→ **Problem details**: Return all lines in the data where the string "partially" can be found.

┄┄┄┄┄┄┄┄┄┄

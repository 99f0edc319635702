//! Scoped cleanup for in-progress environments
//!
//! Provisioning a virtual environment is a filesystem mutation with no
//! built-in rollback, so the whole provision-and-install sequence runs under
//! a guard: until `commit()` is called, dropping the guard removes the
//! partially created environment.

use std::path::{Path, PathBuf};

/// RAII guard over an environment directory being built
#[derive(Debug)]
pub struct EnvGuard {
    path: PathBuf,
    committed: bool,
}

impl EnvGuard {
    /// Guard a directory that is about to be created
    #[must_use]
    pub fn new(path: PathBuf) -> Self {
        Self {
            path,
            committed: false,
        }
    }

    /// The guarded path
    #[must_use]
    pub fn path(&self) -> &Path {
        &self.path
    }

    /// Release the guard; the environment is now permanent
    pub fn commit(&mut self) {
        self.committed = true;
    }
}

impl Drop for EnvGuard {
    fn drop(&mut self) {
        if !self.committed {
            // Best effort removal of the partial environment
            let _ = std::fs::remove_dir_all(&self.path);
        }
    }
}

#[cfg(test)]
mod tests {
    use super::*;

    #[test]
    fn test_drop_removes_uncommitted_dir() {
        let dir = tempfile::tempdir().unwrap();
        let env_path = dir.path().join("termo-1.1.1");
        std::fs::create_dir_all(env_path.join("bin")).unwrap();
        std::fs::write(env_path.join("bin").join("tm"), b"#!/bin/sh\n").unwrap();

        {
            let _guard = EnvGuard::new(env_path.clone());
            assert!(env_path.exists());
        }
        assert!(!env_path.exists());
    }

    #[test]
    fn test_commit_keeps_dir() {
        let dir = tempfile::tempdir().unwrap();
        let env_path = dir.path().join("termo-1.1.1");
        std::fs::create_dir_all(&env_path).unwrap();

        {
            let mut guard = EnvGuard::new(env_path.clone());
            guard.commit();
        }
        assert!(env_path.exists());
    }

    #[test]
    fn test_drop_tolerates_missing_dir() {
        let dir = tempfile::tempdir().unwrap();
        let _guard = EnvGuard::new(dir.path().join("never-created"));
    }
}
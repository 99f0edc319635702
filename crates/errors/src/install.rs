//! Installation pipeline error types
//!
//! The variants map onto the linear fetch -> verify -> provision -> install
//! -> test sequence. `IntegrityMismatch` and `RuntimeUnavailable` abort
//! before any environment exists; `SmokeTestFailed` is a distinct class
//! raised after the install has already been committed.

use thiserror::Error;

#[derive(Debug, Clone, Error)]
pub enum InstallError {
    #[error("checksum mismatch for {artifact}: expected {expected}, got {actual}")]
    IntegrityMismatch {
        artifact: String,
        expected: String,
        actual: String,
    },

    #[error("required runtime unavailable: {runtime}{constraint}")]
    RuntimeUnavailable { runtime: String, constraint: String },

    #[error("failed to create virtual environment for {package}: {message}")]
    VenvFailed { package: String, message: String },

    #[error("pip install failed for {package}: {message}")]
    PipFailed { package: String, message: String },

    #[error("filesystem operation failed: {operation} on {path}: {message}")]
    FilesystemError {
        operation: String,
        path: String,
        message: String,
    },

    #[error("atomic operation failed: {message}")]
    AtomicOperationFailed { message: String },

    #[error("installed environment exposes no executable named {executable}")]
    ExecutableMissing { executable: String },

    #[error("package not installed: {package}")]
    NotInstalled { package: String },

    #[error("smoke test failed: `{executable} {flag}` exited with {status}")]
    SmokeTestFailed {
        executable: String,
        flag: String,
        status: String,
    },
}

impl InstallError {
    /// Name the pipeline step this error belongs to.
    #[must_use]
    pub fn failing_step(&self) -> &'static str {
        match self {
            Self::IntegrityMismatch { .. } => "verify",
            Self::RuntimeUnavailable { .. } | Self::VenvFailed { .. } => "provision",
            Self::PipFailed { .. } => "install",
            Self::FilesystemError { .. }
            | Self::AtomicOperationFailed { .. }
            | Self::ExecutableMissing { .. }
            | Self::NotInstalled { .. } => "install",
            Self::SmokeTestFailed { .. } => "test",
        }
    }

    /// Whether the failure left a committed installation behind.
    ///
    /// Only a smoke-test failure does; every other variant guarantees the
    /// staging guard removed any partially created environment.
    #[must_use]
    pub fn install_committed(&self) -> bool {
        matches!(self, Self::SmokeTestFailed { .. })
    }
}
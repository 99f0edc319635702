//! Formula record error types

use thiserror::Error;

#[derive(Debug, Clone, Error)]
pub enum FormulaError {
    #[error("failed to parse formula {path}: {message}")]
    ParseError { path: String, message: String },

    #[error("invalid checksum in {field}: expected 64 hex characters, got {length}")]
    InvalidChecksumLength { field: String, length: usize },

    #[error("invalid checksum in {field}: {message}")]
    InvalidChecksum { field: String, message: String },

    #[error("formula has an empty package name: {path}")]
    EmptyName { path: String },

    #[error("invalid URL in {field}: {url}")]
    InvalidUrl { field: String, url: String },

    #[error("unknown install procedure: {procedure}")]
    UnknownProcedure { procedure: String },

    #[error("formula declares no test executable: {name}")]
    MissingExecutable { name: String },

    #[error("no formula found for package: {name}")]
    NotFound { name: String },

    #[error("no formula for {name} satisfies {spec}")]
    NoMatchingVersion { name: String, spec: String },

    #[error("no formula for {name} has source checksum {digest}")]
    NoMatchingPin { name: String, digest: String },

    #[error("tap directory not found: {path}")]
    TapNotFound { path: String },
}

┄┄┄┄┄┄┄┄┄┄

→ **Answer to the problem**:
//! partially created environment.
    /// staging guard removed any partially created environment.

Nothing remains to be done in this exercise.